Projections in EIA’s Annual Energy Outlook 2015 (AEO2015), released April 14, show the potential to eliminate net U.S. energy imports sometime between 2020 and 2030. This reflects changes in both supply and demand, as continued growth in oil and natural gas production and the use of renewables combine with demand-side efficiencies to moderate demand growth. The United States has been a net importer of energy since the 1950s.

The United States is currently an exporter of petroleum products and coal, but an importer of natural gas and crude oil. When the energy content of these fuels is combined, the United States in 2014 imported 23.3 quadrillion British thermal units (Btu) of energy and exported 12.2 quadrillion Btu.
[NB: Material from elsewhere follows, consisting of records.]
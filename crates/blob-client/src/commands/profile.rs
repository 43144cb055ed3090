use super::report;
use crate::state::Session;

pub async fn set_display_name(session: &mut Session, name: &str) {
    if let Err(e) = session.set_display_name(name).await {
        report(session, e).await;
    }
}
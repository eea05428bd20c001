// Copyright 2026 Neil Henderson, Blue Tarp Media.
//
//! The `sema` module is responsible for semantic analysis of the AST produced by the front end.
//!
//! Semantic analysis runs once per procedure/function body (and once for the program body), in
//! two passes over the same tree: type checking (see the [type_check] module), which validates
//! the block and inserts the implicit integer-to-real casts, and then constant folding (see the
//! [constant_folding] module), which rewrites constant-valued subtrees into literals. Folding
//! only runs when type checking emitted no diagnostics.

pub mod constant_folding;
pub mod type_check;


use log::debug;

use crate::ast::{AstMetadata, AstStatement};
use crate::compiler_driver::Driver;
use crate::symbols::{SymbolId, SymbolTable};

use constant_folding::ConstantFolder;
use type_check::TypeChecker;

/// Analyzes one block: type-checks `body` in the environment of the callable `env` and, if no
/// errors were found, folds its constant subexpressions in place.
///
/// The front end calls this once per declared procedure/function body and once for the program
/// body, before it translates the block to quads.
pub fn analyze_body(
    env: SymbolId,
    body: &mut [AstStatement],
    symbols: &SymbolTable,
    metadata: &mut AstMetadata,
    driver: &mut Driver,
) {
    debug!("type checking body of '{}'", symbols.get(env).name);

    let mut chk = TypeChecker::new(symbols, metadata);
    type_check::check_block(env, body, &mut chk, driver);

    // Constant folding.
    //      Only do so if we have no error diagnostics from type checking.
    //
    if !driver.has_error_diagnostics() {
        debug!("folding constants in body of '{}'", symbols.get(env).name);

        let mut folder = ConstantFolder::new(symbols, metadata);
        constant_folding::fold_block(body, &mut folder);
    }
}
// Copyright 2026 Neil Henderson, Blue Tarp Media.
//
//! The `registers` module defines the fixed working-register set used by the code generator.
//!
//! Integer values are worked on in `rax` and `rcx`, with `rdx` receiving the remainder of the
//! combined divide instruction. Reals never occupy general registers; they live on the x87
//! evaluation stack.

use std::fmt;

/// An x86_64 general-purpose register.
#[derive(Debug, Copy, Clone, Eq, PartialEq)]
pub enum Register {
    RAX,
    RCX,
    RDX,
    RBP,
    RSP,
}

impl fmt::Display for Register {
    fn fmt(&self, f: &mut fmt::Formatter<'_>) -> fmt::Result {
        match self {
            Register::RAX => write!(f, "rax"),
            Register::RCX => write!(f, "rcx"),
            Register::RDX => write!(f, "rdx"),
            Register::RBP => write!(f, "rbp"),
            Register::RSP => write!(f, "rsp"),
        }
    }
}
Projections in EIA’s recently released AEO2015 show that, on an energy content basis, U.S. energy imports and exports could come into balance in coming years.

Image credit: U.S. Energy Information Administration

Image credit: U.S. Energy Information Administration

The timing of the projected end to U.S. net energy imports depends on assumptions about oil prices, energy resources, and economic growth. In the AEO2015 Reference case, imports and exports are balanced starting in 2028. In other cases, such as the High Oil Price and High Oil and Gas Resource cases, the United States becomes a net exporter of energy in 2019. However, in the Low Oil Price case, the United States remains a net energy importer through 2040.

In most of these cases, natural gas is the dominant U.S. energy export, while crude oil and liquid fuels continue to be imported. In all cases, the United States transitions from a net importer of natural gas to a net exporter in 2017. These natural gas exports are mostly sent by pipeline to Mexico or in the form of liquefied natural gas (LNG) to other countries.

The United States continues to be a net importer of crude oil and liquid fuels in most cases, despite increases in exports of petroleum products. Net trade in coal and other energy commodities is relatively unchanged.

Image credit: U.S. Energy Information Administration

Image credit: U.S. Energy Information Administration

These changes in energy trade are anticipated based on both increases in domestic production—especially crude oil and natural gas—and more moderate expectations of demand growth. Subsequent articles will provide more information on these supply and demand projections.